Depois de 11 dias de visita, o relator, Philip Alston , concluiu que a polícia do país pode "matar com impunidade em nome da segurança."Não há dúvida de que a polícia do Rio usa mais força mortal do que praticamente qualquer outra polícia no mundo. Nos primeiros 10 meses deste ano, ela matou 1.072 pessoas em confrontos. Em comparação, a polícia da cidade de Chicago, com 8 milhões de habitantes, matou 17 pessoas durante todo o ano de 2006.
Cinco policiais estaduais entrevistados por McClatchy destacaram uma série de problemas, desde baixo salário a falta de equipamentos, para explicar a violência. Eles observaram, por exemplo, que apesar de o salário médio dos policiais de R$800 se equiparar à média salarial do Brasil, a maioria dos policiais precisa ter um segundo emprego para sobreviver.

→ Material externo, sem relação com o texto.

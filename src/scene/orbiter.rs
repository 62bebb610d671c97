use std::f32::consts::TAU;

use glam::{Quat, Vec3};

use crate::assets::{generate_sphere_preset, SphereDetail};
use crate::camera::CameraController;
use crate::error::RendererError;
use crate::renderer::gpu::{Gpu, GpuMesh, Program, Texture, Uniform, VertexStreams};
use crate::renderer::textures::TextureLibrary;
use crate::scene::{
    set_matrices, FrameContext, RenderObject, Transform, LIT_FRAGMENT_SHADER, LIT_VERTEX_SHADER,
};

/// Cycles per second of the optional scale oscillation.
const SCALE_OSCILLATION_FREQUENCY: f32 = 0.2;

#[derive(Debug, Clone, PartialEq)]
pub struct OrbiterParams {
    /// Ellipse radii of the orbit. Either being zero keeps the body at
    /// `center`.
    pub orbit_radius_x: f32,
    pub orbit_radius_z: f32,
    pub center: Vec3,
    /// Radians per second.
    pub orbit_speed: f32,
    /// How much the body grows towards the near side of its orbit, as a
    /// fraction of its scale.
    pub scale_amplitude: f32,
    pub instance_scale: f32,
    /// Degrees per second around the body's own Y axis.
    pub spin_speed: f32,
    /// Used when there is no texture. Its alpha applies either way.
    pub color: [f32; 4],
    pub texture: Option<String>,
    /// Smallest fraction of full size the body shrinks to while pulsing,
    /// or `None` for a constant size.
    pub scale_oscillation: Option<f32>,
    pub emissive: bool,
    pub detail: SphereDetail,
}

impl Default for OrbiterParams {
    fn default() -> Self {
        OrbiterParams {
            orbit_radius_x: 0.0,
            orbit_radius_z: 0.0,
            center: Vec3::ZERO,
            orbit_speed: 0.0,
            scale_amplitude: 0.0,
            instance_scale: 1.0,
            spin_speed: 0.0,
            color: [1.0, 1.0, 1.0, 1.0],
            texture: None,
            scale_oscillation: None,
            emissive: false,
            detail: SphereDetail::Optimized,
        }
    }
}

/// A sphere on an elliptical orbit, spinning and optionally pulsing.
pub struct Orbiter {
    params: OrbiterParams,
    transform: Transform,
    orbit_angle: f32,
    spin_degrees: f32,
    elapsed: f32,
    texture: Option<Texture>,
    resources: Option<(Program, GpuMesh)>,
}

impl Orbiter {
    pub fn new(
        gpu: &mut dyn Gpu,
        textures: &mut dyn TextureLibrary,
        params: OrbiterParams,
    ) -> Result<Orbiter, RendererError> {
        let sphere = generate_sphere_preset(1.0, params.detail)?;
        let program = gpu.create_program(LIT_VERTEX_SHADER, LIT_FRAGMENT_SHADER)?;
        let mesh = gpu.upload_mesh(
            VertexStreams {
                positions: &sphere.positions,
                normals: Some(&sphere.normals),
                uvs: Some(&sphere.uvs),
            },
            &sphere.indices,
        );
        let texture = params
            .texture
            .as_deref()
            .and_then(|name| textures.texture(gpu, name));
        let mut orbiter = Orbiter {
            params,
            transform: Transform::default(),
            orbit_angle: 0.0,
            spin_degrees: 0.0,
            elapsed: 0.0,
            texture,
            resources: Some((program, mesh)),
        };
        orbiter.update_transform();
        Ok(orbiter)
    }

    pub fn transform(&self) -> &Transform {
        &self.transform
    }

    fn orbits(&self) -> bool {
        self.params.orbit_radius_x > 0.0 && self.params.orbit_radius_z > 0.0
    }

    fn update_transform(&mut self) {
        let params = &self.params;
        let oscillation = match params.scale_oscillation {
            Some(minimum) => {
                let wave = 0.5 + 0.5 * (self.elapsed * SCALE_OSCILLATION_FREQUENCY * TAU).sin();
                minimum + (1.0 - minimum) * wave
            }
            None => 1.0,
        };
        let (offset, depth_scale) = if self.orbits() {
            let x = params.orbit_radius_x * self.orbit_angle.cos();
            let z = params.orbit_radius_z * self.orbit_angle.sin();
            (
                Vec3::new(x, 0.0, z),
                1.0 + params.scale_amplitude * (z / params.orbit_radius_z),
            )
        } else {
            (Vec3::ZERO, 1.0)
        };
        self.transform = Transform {
            translation: params.center + offset,
            rotation: Quat::from_rotation_y(self.spin_degrees.to_radians()),
            scale: Vec3::splat(params.instance_scale * depth_scale * oscillation),
        };
    }
}

impl RenderObject for Orbiter {
    fn update(&mut self, dt: f32, _camera: &dyn CameraController) {
        self.elapsed += dt;
        self.spin_degrees = (self.spin_degrees + dt * self.params.spin_speed) % 360.0;
        if self.orbits() && self.params.orbit_speed > 0.0 {
            self.orbit_angle = (self.orbit_angle + dt * self.params.orbit_speed) % TAU;
        }
        self.update_transform();
    }

    fn draw(&self, gpu: &mut dyn Gpu, frame: &FrameContext) {
        let Some((program, mesh)) = &self.resources else {
            return;
        };
        gpu.use_program(*program);
        set_matrices(gpu, *program, self.transform.matrix(), frame);
        gpu.set_uniform(*program, "u_color", Uniform::Vec4(self.params.color));
        gpu.set_uniform(
            *program,
            "u_emissive",
            Uniform::Float(if self.params.emissive { 1.0 } else { 0.0 }),
        );
        gpu.set_uniform(
            *program,
            "u_use_texture",
            Uniform::Int(self.texture.is_some() as i32),
        );
        gpu.set_uniform(*program, "u_texture", Uniform::Int(0));
        gpu.bind_texture(0, self.texture);
        gpu.draw_elements(mesh, 0, mesh.index_count);
    }

    fn release(&mut self, gpu: &mut dyn Gpu) {
        // The texture belongs to the texture library.
        if let Some((program, mesh)) = self.resources.take() {
            gpu.delete_mesh(&mesh);
            gpu.delete_program(program);
        }
    }
}

#[cfg(test)]
mod tests {
    use super::*;
    use crate::camera::OrbitCamera;
    use crate::config::CameraConfig;
    use crate::renderer::recording::{Call, RecordingGpu};
    use crate::scene::tests::{frame, NoTextures};

    fn orbiter(gpu: &mut RecordingGpu, params: OrbiterParams) -> Orbiter {
        Orbiter::new(gpu, &mut NoTextures::default(), params).unwrap()
    }

    #[test]
    fn follows_an_elliptical_orbit() {
        let mut gpu = RecordingGpu::new();
        let camera = OrbitCamera::new(&CameraConfig::default());
        let mut body = orbiter(
            &mut gpu,
            OrbiterParams {
                orbit_radius_x: 4.0,
                orbit_radius_z: 2.0,
                orbit_speed: std::f32::consts::FRAC_PI_2,
                ..OrbiterParams::default()
            },
        );
        assert!((body.transform().translation - Vec3::new(4.0, 0.0, 0.0)).length() < 1e-5);

        // A quarter turn puts the body at the far end of the z radius.
        body.update(1.0, &camera);
        assert!((body.transform().translation - Vec3::new(0.0, 0.0, 2.0)).length() < 1e-5);
    }

    #[test]
    fn scale_pulses_with_orbit_depth() {
        let mut gpu = RecordingGpu::new();
        let camera = OrbitCamera::new(&CameraConfig::default());
        let mut body = orbiter(
            &mut gpu,
            OrbiterParams {
                orbit_radius_x: 1.0,
                orbit_radius_z: 1.0,
                orbit_speed: std::f32::consts::FRAC_PI_2,
                scale_amplitude: 0.5,
                instance_scale: 2.0,
                ..OrbiterParams::default()
            },
        );
        assert!((body.transform().scale.x - 2.0).abs() < 1e-5);
        body.update(1.0, &camera);
        assert!((body.transform().scale.x - 3.0).abs() < 1e-5);
        body.update(2.0, &camera);
        assert!((body.transform().scale.x - 1.0).abs() < 1e-5);
    }

    #[test]
    fn oscillation_stays_between_minimum_and_full_size() {
        let mut gpu = RecordingGpu::new();
        let camera = OrbitCamera::new(&CameraConfig::default());
        let mut body = orbiter(
            &mut gpu,
            OrbiterParams {
                scale_oscillation: Some(0.5),
                ..OrbiterParams::default()
            },
        );
        for _ in 0..50 {
            body.update(0.1, &camera);
            let scale = body.transform().scale.x;
            assert!((0.5 - 1e-5..=1.0 + 1e-5).contains(&scale));
        }
        // A quarter period in, the wave peaks.
        let mut body = orbiter(
            &mut gpu,
            OrbiterParams {
                scale_oscillation: Some(0.5),
                ..OrbiterParams::default()
            },
        );
        body.update(1.25, &camera);
        assert!((body.transform().scale.x - 1.0).abs() < 1e-4);
    }

    #[test]
    fn spin_wraps_and_stationary_bodies_stay_put() {
        let mut gpu = RecordingGpu::new();
        let camera = OrbitCamera::new(&CameraConfig::default());
        let mut body = orbiter(
            &mut gpu,
            OrbiterParams {
                spin_speed: 90.0,
                orbit_speed: 1.0,
                ..OrbiterParams::default()
            },
        );
        body.update(5.0, &camera);
        assert!((body.spin_degrees - 90.0).abs() < 1e-4);
        assert_eq!(body.orbit_angle, 0.0);
        assert_eq!(body.transform().translation, Vec3::ZERO);
    }

    #[test]
    fn untextured_body_uses_its_color() {
        let mut gpu = RecordingGpu::new();
        let body = orbiter(
            &mut gpu,
            OrbiterParams {
                color: [0.1, 0.2, 0.3, 0.5],
                texture: Some("missing.png".to_string()),
                ..OrbiterParams::default()
            },
        );
        gpu.take_calls();
        body.draw(&mut gpu, &frame());
        let (program, _) = body.resources.as_ref().unwrap();
        assert!(gpu.calls.contains(&Call::SetUniform(
            *program,
            "u_use_texture".to_string(),
            Uniform::Int(0)
        )));
        assert!(gpu.calls.contains(&Call::SetUniform(
            *program,
            "u_color".to_string(),
            Uniform::Vec4([0.1, 0.2, 0.3, 0.5])
        )));
        assert!(gpu.calls.contains(&Call::BindTexture(0, None)));
    }

    #[test]
    fn release_twice_is_harmless() {
        let mut gpu = RecordingGpu::new();
        let mut body = orbiter(&mut gpu, OrbiterParams::default());
        body.release(&mut gpu);
        body.release(&mut gpu);
        assert_eq!(gpu.live_count(), 0);
        assert_eq!(gpu.invalid_deletes, 0);
        gpu.take_calls();
        body.draw(&mut gpu, &frame());
        assert!(gpu.calls.is_empty());
    }
}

Os policiais freqüentemente também são obrigados a comprar sua própria munição e coletes a prova de bala.Como conseqüência disso, mais de duas dúzias de policiais estaduais foram mortos nos primeiros 10 meses deste ano. Isso é mais do que metade do número de policiais mortos no cumprimento do dever nos Estados Unidos durante todo o ano passado."No Rio, os policiais trabalham na linha que separa o bem e o mal," disse a policial Lidia Celina dos Santos.
"Mas eles estão constantemente sendo atraídos para o outro lado." Para piorar o problema, a polícia é enviada para comunidades pobres, há muito abandonadas pelos governos, onde traficantes são freqüentemente as únicas autoridades, disse o policial Tenente Melquisedec Nascimento, presidente da Associação dos Militares Auxiliares e Especialistas (AMAE).
Aproximadamente um quinto dos habitantes vive nessas favelas."O único órgão que deveria exercer o poder é o Estado," disse Nascimento. " Quando o Estado não está fazendo o seu trabalho, esses outros grupos, como quadrilhas e milícias, aparecem." Como resposta à crise, o Presidente Luiz Inácio Lula da Silva criou um projeto de R$3.7 bilhões para serem investidos em segurança pública durante cinco anos que, dentre outras medidas, traz mais serviços sociais para as favelas e dá aos policiais e suas famílias mais educação e apoio.Mas aqueles que vivem nas ruas pobres do Rio dizem duvidar que algum dia confiarão na força policial do seu Estado para protegê-los.
Um conhecido de Siqueira que pediu para não ser identificado com medo de represália observou que apesar de os quatro policiais que Siqueira denunciou continuarem na cadeia sob suspeita de liderarem a milícia, o desaparecimento de Siqueira continua sem solução."Ao contrário dos moradores que sofriam calados, Jorge falou a verdade," disse o rapaz. "E olha para onde isso o levou."